まさか本当に捕まっているとは思っていなかったのだろう。
大佐は今度はレインへ視線を向けた。
「君がレイン君か」
「はい」
「レイン商会のレインです」
大佐はしばらく黙り込んだ。
どう見ても普通の少年である。
少なくとも、五千万ベリーの賞金首を倒すようには見えない。
だが現実に結果は目の前にある。
「一つ聞いてもいいか」
「何でしょう」
「本当に君が倒したのか?」
レインは首を傾げた。
「はい。
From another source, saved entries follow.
use std::collections::HashMap;
use std::sync::Arc;
use std::time::Instant;

use call_store::{
    generate_call_id, CallRole, CallSession, CallStatus, MediaKind, SdpKind, SessionStore,
};
use tokio::sync::{broadcast, watch, Mutex};
use tokio::task::JoinHandle;

use crate::config::EngineConfig;
use crate::dedup::CandidateTracker;
use crate::error::EngineError;
use crate::events::CallEvent;
use crate::media::MediaSource;
use crate::negotiation::Negotiation;
use crate::peer::PeerConnector;
use crate::reconcile;

const EVENT_CHANNEL_CAPACITY: usize = 64;

/// Registry entry for one call this participant is involved in. A
/// surfaced-but-unaccepted incoming ring has no negotiation yet (no
/// media is held before the user answers).
pub(crate) struct ActiveCall {
    pub(crate) role: CallRole,
    pub(crate) last_status: CallStatus,
    pub(crate) registered_at: Instant,
    pub(crate) negotiation: Option<Negotiation>,
}

pub(crate) struct Inner {
    pub(crate) user_id: String,
    pub(crate) store: Arc<dyn SessionStore>,
    pub(crate) media: Arc<dyn MediaSource>,
    pub(crate) connector: Arc<dyn PeerConnector>,
    pub(crate) config: EngineConfig,
    pub(crate) events: broadcast::Sender<CallEvent>,
    pub(crate) tracker: CandidateTracker,
    pub(crate) calls: Mutex<HashMap<String, ActiveCall>>,
    shutdown_tx: watch::Sender<bool>,
    pub(crate) shutdown_rx: watch::Receiver<bool>,
}

/// One participant's signaling engine.
///
/// Cheaply cloneable handle; all state lives behind the shared inner.
/// The two participants of a call each run their own engine against the
/// same [`SessionStore`] and coordinate through it alone.
#[derive(Clone)]
pub struct CallEngine {
    inner: Arc<Inner>,
}

impl CallEngine {
    pub fn new(
        user_id: impl Into<String>,
        store: Arc<dyn SessionStore>,
        media: Arc<dyn MediaSource>,
        connector: Arc<dyn PeerConnector>,
        config: EngineConfig,
    ) -> Self {
        let (events, _) = broadcast::channel(EVENT_CHANNEL_CAPACITY);
        let (shutdown_tx, shutdown_rx) = watch::channel(false);
        Self {
            inner: Arc::new(Inner {
                user_id: user_id.into(),
                store,
                media,
                connector,
                config,
                events,
                tracker: CandidateTracker::new(),
                calls: Mutex::new(HashMap::new()),
                shutdown_tx,
                shutdown_rx,
            }),
        }
    }

    pub fn user_id(&self) -> &str {
        &self.inner.user_id
    }

    /// A fresh event receiver, starting at the current stream position.
    pub fn subscribe(&self) -> broadcast::Receiver<CallEvent> {
        self.inner.events.subscribe()
    }

    /// Spawn the reconciliation loop. Runs until [`CallEngine::shutdown`].
    pub fn run(&self) -> JoinHandle<()> {
        let inner = self.inner.clone();
        tokio::spawn(reconcile::run_loop(inner))
    }

    /// Place an outgoing call. Media is acquired before any record is
    /// written, so a denied device aborts with no session created. The
    /// returned id identifies the call to `end_call` and in events.
    pub async fn start_call(
        &self,
        receiver_id: &str,
        kind: MediaKind,
    ) -> Result<String, EngineError> {
        let inner = &self.inner;
        let media = inner.media.acquire(kind).await?;

        let call_id = generate_call_id();
        let session = CallSession::new(call_id.as_str(), inner.user_id.as_str(), receiver_id, kind);
        if let Err(err) = inner.store.create(session).await {
            inner.media.release(&media);
            // A colliding id is fatal to this attempt; retrying mints a
            // fresh one.
            return Err(err.into());
        }

        let mut negotiation = match Negotiation::connect(
            &call_id,
            CallRole::Caller,
            media,
            inner.media.clone(),
            inner.connector.as_ref(),
            &inner.config.ice_servers,
            inner.store.clone(),
            inner.events.clone(),
        )
        .await
        {
            Ok(negotiation) => negotiation,
            Err(err) => {
                self.abandon_record(&call_id).await;
                return Err(err);
            }
        };

        let offer = match negotiation.create_offer().await {
            Ok(blob) => blob,
            Err(err) => {
                negotiation.close().await;
                self.abandon_record(&call_id).await;
                return Err(err);
            }
        };
        if let Err(err) = inner
            .store
            .set_description(&call_id, SdpKind::Offer, offer)
            .await
        {
            negotiation.close().await;
            self.abandon_record(&call_id).await;
            return Err(err.into());
        }

        tracing::info!(
            target: "call_engine",
            call_id = %call_id,
            receiver = %receiver_id,
            ?kind,
            "outgoing call placed"
        );
        let mut calls = inner.calls.lock().await;
        calls.insert(
            call_id.clone(),
            ActiveCall {
                role: CallRole::Caller,
                last_status: CallStatus::Ringing,
                registered_at: Instant::now(),
                negotiation: Some(negotiation),
            },
        );
        Ok(call_id)
    }

    /// Accept a ringing call targeting this user: acquire media, apply
    /// the published offer, publish the answer, mark the session
    /// connected.
    pub async fn accept_call(&self, call_id: &str) -> Result<(), EngineError> {
        let inner = &self.inner;
        let session = inner
            .store
            .get(call_id)
            .await?
            .ok_or_else(|| EngineError::CallNotFound(call_id.to_string()))?;
        if session.receiver_id != inner.user_id {
            return Err(EngineError::InvalidTransition(format!(
                "call {call_id} does not target this user"
            )));
        }
        if session.status != CallStatus::Ringing {
            return Err(EngineError::InvalidTransition(format!(
                "call {call_id} is {}, not ringing",
                session.status
            )));
        }
        let offer = session.offer.clone().ok_or_else(|| {
            // The caller creates the record before the offer lands; an
            // accept racing that window just retries.
            EngineError::InvalidTransition(format!("offer not yet published for call {call_id}"))
        })?;

        let media = inner.media.acquire(session.media_kind).await?;
        let mut negotiation = Negotiation::connect(
            call_id,
            CallRole::Receiver,
            media,
            inner.media.clone(),
            inner.connector.as_ref(),
            &inner.config.ice_servers,
            inner.store.clone(),
            inner.events.clone(),
        )
        .await?;

        negotiation.apply_offer(&offer).await;
        let answer = match negotiation.create_answer().await {
            Ok(blob) => blob,
            Err(err) => {
                negotiation.close().await;
                return Err(err);
            }
        };
        if let Err(err) = inner
            .store
            .set_description(call_id, SdpKind::Answer, answer)
            .await
        {
            negotiation.close().await;
            return Err(err.into());
        }
        if let Err(err) = inner.store.set_status(call_id, CallStatus::Connected).await {
            // The caller hung up (or the ring aged out) between our read
            // and this write.
            negotiation.close().await;
            return Err(err.into());
        }

        tracing::info!(target: "call_engine", call_id = %call_id, "call accepted");
        let mut calls = inner.calls.lock().await;
        let entry = calls.entry(call_id.to_string()).or_insert_with(|| ActiveCall {
            role: CallRole::Receiver,
            last_status: CallStatus::Ringing,
            registered_at: Instant::now(),
            negotiation: None,
        });
        entry.last_status = CallStatus::Connected;
        entry.negotiation = Some(negotiation);
        drop(calls);
        let _ = inner.events.send(CallEvent::StatusChanged {
            call_id: call_id.to_string(),
            status: CallStatus::Connected,
        });
        Ok(())
    }

    /// End (or, for an unanswered incoming ring, decline) a call.
    ///
    /// Local resources are torn down first; the terminal status write is
    /// best effort and never holds the device open on a store failure.
    pub async fn end_call(&self, call_id: &str) -> Result<(), EngineError> {
        let inner = &self.inner;
        let mut calls = inner.calls.lock().await;
        let mut active = calls
            .remove(call_id)
            .ok_or_else(|| EngineError::CallNotFound(call_id.to_string()))?;
        drop(calls);

        let terminal = if active.role == CallRole::Receiver
            && active.last_status == CallStatus::Ringing
        {
            CallStatus::Rejected
        } else {
            CallStatus::Ended
        };

        if let Some(mut negotiation) = active.negotiation.take() {
            negotiation.close().await;
        }
        inner.tracker.forget(call_id);

        if let Err(err) = inner.store.set_status(call_id, terminal).await {
            tracing::warn!(
                target: "call_engine",
                call_id = %call_id,
                %err,
                "terminal status write failed"
            );
        }
        tracing::info!(target: "call_engine", call_id = %call_id, status = %terminal, "call ended locally");
        let _ = inner.events.send(CallEvent::StatusChanged {
            call_id: call_id.to_string(),
            status: terminal,
        });
        Ok(())
    }

    /// Stop the reconciliation loop and tear down every active call,
    /// publishing `ended` best-effort so remote peers observe an
    /// explicit terminal state instead of waiting out the backstop.
    pub async fn shutdown(&self) {
        let inner = &self.inner;
        let _ = inner.shutdown_tx.send(true);

        let drained: Vec<(String, ActiveCall)> = {
            let mut calls = inner.calls.lock().await;
            calls.drain().collect()
        };
        for (call_id, mut active) in drained {
            if let Some(mut negotiation) = active.negotiation.take() {
                negotiation.close().await;
            }
            inner.tracker.forget(&call_id);
            if !active.last_status.is_terminal() {
                if let Err(err) = inner.store.set_status(&call_id, CallStatus::Ended).await {
                    tracing::debug!(
                        target: "call_engine",
                        call_id = %call_id,
                        %err,
                        "terminal write on shutdown failed"
                    );
                }
            }
        }
        tracing::debug!(target: "call_engine", user = %inner.user_id, "engine shut down");
    }

    /// Best-effort terminal write for a record whose local setup failed
    /// partway, so the remote side does not see a ghost ring.
    async fn abandon_record(&self, call_id: &str) {
        if let Err(err) = self
            .inner
            .store
            .set_status(call_id, CallStatus::Ended)
            .await
        {
            tracing::debug!(
                target: "call_engine",
                call_id = %call_id,
                %err,
                "abandon write failed"
            );
        }
    }
}
// Scenario A: placing a video call writes a ringing record with the
// offer, and early local candidates land within one poll interval.
#[tokio::test]
async fn start_call_publishes_ringing_record_with_offer_and_candidates() {
    let store: Arc<MemoryStore> = Arc::new(MemoryStore::new());
    let caller = spawn_peer("alice", store.clone(), test_config());

    let call_id = caller
        .engine
        .start_call("bob", MediaKind::Video)
        .await
        .expect("start_call");

    let peer = caller.connector.last_peer().expect("peer connected");
    peer.emit_local_candidate("caller-cand-0");
    sleep(POLL * 2).await;

    let session = store.get(&call_id).await.unwrap().expect("record exists");
    assert_eq!(session.status, CallStatus::Ringing);
    assert_eq!(session.caller_id, "alice");
    assert_eq!(session.receiver_id, "bob");
    assert_eq!(session.media_kind, MediaKind::Video);
    assert!(session.offer.is_some());
    assert!(session.answer.is_none());
    assert_eq!(session.caller_candidates, ["caller-cand-0"]);

    caller.engine.shutdown().await;
    caller.loop_handle.abort();
}

// Scenario B: the receiver is rung, accepts, and the caller observes
// `connected` and applies the answer within a poll interval.
#[tokio::test]
async fn accept_connects_both_sides_and_applies_answer() {
    let store: Arc<MemoryStore> = Arc::new(MemoryStore::new());
    let mut caller = spawn_peer("alice", store.clone(), test_config());
    let mut receiver = spawn_peer("bob", store.clone(), test_config());

    let call_id = caller
        .engine
        .start_call("bob", MediaKind::Audio)
        .await
        .expect("start_call");

    let incoming = wait_for_event(&mut receiver.events, "incoming call", |event| {
        matches!(event, CallEvent::IncomingCall(session) if session.id == call_id)
    })
    .await;
    if let CallEvent::IncomingCall(session) = incoming {
        assert_eq!(session.caller_id, "alice");
        assert_eq!(session.status, CallStatus::Ringing);
    }
    // The ring is surfaced without touching the receiver's devices.
    assert_eq!(receiver.media.acquired(), 0);

    receiver.engine.accept_call(&call_id).await.expect("accept");

    wait_for_event(&mut caller.events, "caller connected", |event| {
        is_status(event, &call_id, CallStatus::Connected)
    })
    .await;

    // The caller's context received the published answer.
    let answer = store
        .get(&call_id)
        .await
        .unwrap()
        .unwrap()
        .answer
        .expect("answer set");
    sleep(POLL * 2).await;
    let caller_peer = caller.connector.last_peer().unwrap();
    assert_eq!(caller_peer.remote_description(), Some(answer));

    caller.engine.shutdown().await;
    receiver.engine.shutdown().await;
}
use async_trait::async_trait;
use thiserror::Error;

use crate::session::{CallRole, CallSession, CallStatus, SdpKind};

#[derive(Debug, Error)]
pub enum StoreError {
    #[error("call {0} already exists")]
    Conflict(String),
    #[error("call {0} not found")]
    NotFound(String),
    #[error("invalid transition: {0}")]
    InvalidTransition(String),
    #[error("storage backend error: {0}")]
    Backend(String),
}

/// The session-record collaborator both participants coordinate through.
///
/// Implementations enforce the record invariants: one session per id, each
/// description slot written at most once (answer only after offer),
/// candidate sequences append-only, status monotonic along the transition
/// graph. `append_candidate` never fails on duplicate blobs; re-appending
/// is an idempotent concern left to readers.
#[async_trait]
pub trait SessionStore: Send + Sync {
    /// Create a fresh session record, `Conflict` if the id is taken
    async fn create(&self, session: CallSession) -> Result<(), StoreError>;

    /// Fetch one record; `None` once it has aged out
    async fn get(&self, id: &str) -> Result<Option<CallSession>, StoreError>;

    /// Write a description slot. `InvalidTransition` when the slot is
    /// already set, or for an answer while no offer exists.
    async fn set_description(
        &self,
        id: &str,
        kind: SdpKind,
        blob: String,
    ) -> Result<(), StoreError>;

    /// Append one connectivity candidate under `role`
    async fn append_candidate(
        &self,
        id: &str,
        role: CallRole,
        blob: String,
    ) -> Result<(), StoreError>;

    /// Advance the status. `InvalidTransition` when `status` is not
    /// reachable from the current one.
    async fn set_status(&self, id: &str, status: CallStatus) -> Result<(), StoreError>;

    /// Sessions where `user_id` participates, excluding those whose
    /// terminal state has outlived the grace period.
    async fn list_active_for(&self, user_id: &str) -> Result<Vec<CallSession>, StoreError>;
}
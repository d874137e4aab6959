use std::sync::Arc;

use async_trait::async_trait;
use tokio::sync::mpsc;

use crate::error::EngineError;
use crate::media::MediaHandle;

/// One local negotiation context over the platform media stack.
///
/// Description and candidate blobs are opaque engine artifacts; the
/// trait never interprets them. Any of the apply operations may fail if
/// the runtime rejects a blob as malformed.
#[async_trait]
pub trait PeerConnection: Send + Sync {
    async fn create_offer(&self) -> Result<String, EngineError>;

    async fn create_answer(&self) -> Result<String, EngineError>;

    async fn set_remote_description(&self, blob: &str) -> Result<(), EngineError>;

    async fn add_remote_candidate(&self, blob: &str) -> Result<(), EngineError>;

    /// Close the context. Idempotent; after close the candidate stream
    /// ends and further operations may fail.
    async fn close(&self);
}

/// A freshly connected peer context plus its outbound event streams.
pub struct PeerHandle {
    pub connection: Arc<dyn PeerConnection>,
    /// Locally gathered connectivity candidates, in gathering order.
    pub local_candidates: mpsc::UnboundedReceiver<String>,
    /// Fires when the first remote media arrives over the connection.
    pub remote_media: mpsc::UnboundedReceiver<MediaHandle>,
}

/// Factory seam over the platform's peer-connection constructor.
#[async_trait]
pub trait PeerConnector: Send + Sync {
    async fn connect(
        &self,
        media: &MediaHandle,
        ice_servers: &[String],
    ) -> Result<PeerHandle, EngineError>;
}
一応そうです」
「一応?」
「ルークもいましたし」
するとルークが即座に首を振る。
「社長、俺は何もしてませんよ」
周囲から笑いが起きた。
大佐は思わず額を押さえる。
ますます意味が分からない。
だが現実は現実だ。
やがて海兵たちが大きな木箱をいくつも運んできた。
木箱が地面へ置かれるたびに重たい音が響く。
「確認してくれ」
大佐が言う。
「賞金五千万ベリーだ」
その瞬間、周囲から歓声が上がった。
島民たちが目を輝かせる。
五千万ベリー。
普通の人間なら一生かかっても見られない金額だ。
ルークも目を丸くしている。
父も流石に驚いていた。
職人たちに至っては完全に固まっていた。
しかし、レインだけは真剣な顔で木箱を見つめている。
「社長?」
ルークが不思議そうに声を掛ける。
「どうしたんですか?」
レインは顎に手を当てた。
そして真面目な顔で答える。
「潜水艦の予算が増えたなと思って」
沈黙。
次の瞬間。
「そこですか!?」
ルークが叫んだ。
父が吹き出し、職人たちも笑い始める。
海兵たちですら肩を震わせていた。
普通なら大金を手に入れた喜びを噛みしめるところだ。
豪邸を建てる。
贅沢をする。
そういう発想になるだろう。
だがレインの頭の中にあるのは潜水艦だった。
大佐も苦笑する。
「君は変わっているな」
「よく言われます」
レインは素直に答えた。
そんなやり取りを聞いていたグラッド・ハンマーは、少しだけ泣きたくなっていた。
東の海で恐れられた五千万ベリーの賞金首。
その自分が潜水艦の予算扱いされているのである。
情けないにも程があった。
その頃、海軍本部ではセンゴクが執務室で報告書を読んでいた。
山積みになった書類を片付けていた彼は、一枚の報告書を見た瞬間、思わず手を止める。
「……何だこれは」
隣にいた副官が首を傾げた。
センゴクは無言で報告書を差し出す。
受け取った副官も内容を確認したが、数秒後には同じように固まっていた。
そこには簡潔に、
『レイン商会代表レイン』
『賞金首グラッド・ハンマー捕縛』
『懸賞金五千万ベリー』
『単独制圧と推定』
と記されていたのである。
「は?」
副官が思わず声を漏らした。
センゴクも全く同じ気持ちだった。
一方その頃、ガープは報告書を読みながら腹を抱えて笑っていた。
「ぶははははは!」
「やりおったか!」
クザンも苦笑する。
「相変わらずっすね」
サカズキは腕を組みながら頷いた。
「当然の結果じゃな」
ボルサリーノは椅子にもたれながら呟く。
「怖いねぇ〜」
海軍本部にいる者たちは皆知っていた。
レインという少年が普通ではないことを。
そして東の海では、大量のベリーを前にしたレインが既に次の計画を考えていた。
潜水艦。
飛行船。
新しい設備。
新しい工房。
やりたいことは山ほどある。
海軍本部で得た経験と、今回手に入れた五千万ベリー。
それらを使えば、さらに前へ進めるはずだ。
レインは静かに笑った。
「さて、忙しくなりそうですね」
その言葉にルークが大きなため息を吐く。
「社長がそう言う時は、大抵ろくでもないことを考えているんですよね」
「失礼だな」
「違うんですか?」
「否定はしない」
父が大笑いし、周囲の職人たちもつられて笑った。
島には再び平和が戻っていた。
だが、レインの挑戦はまだ始まったばかりだった。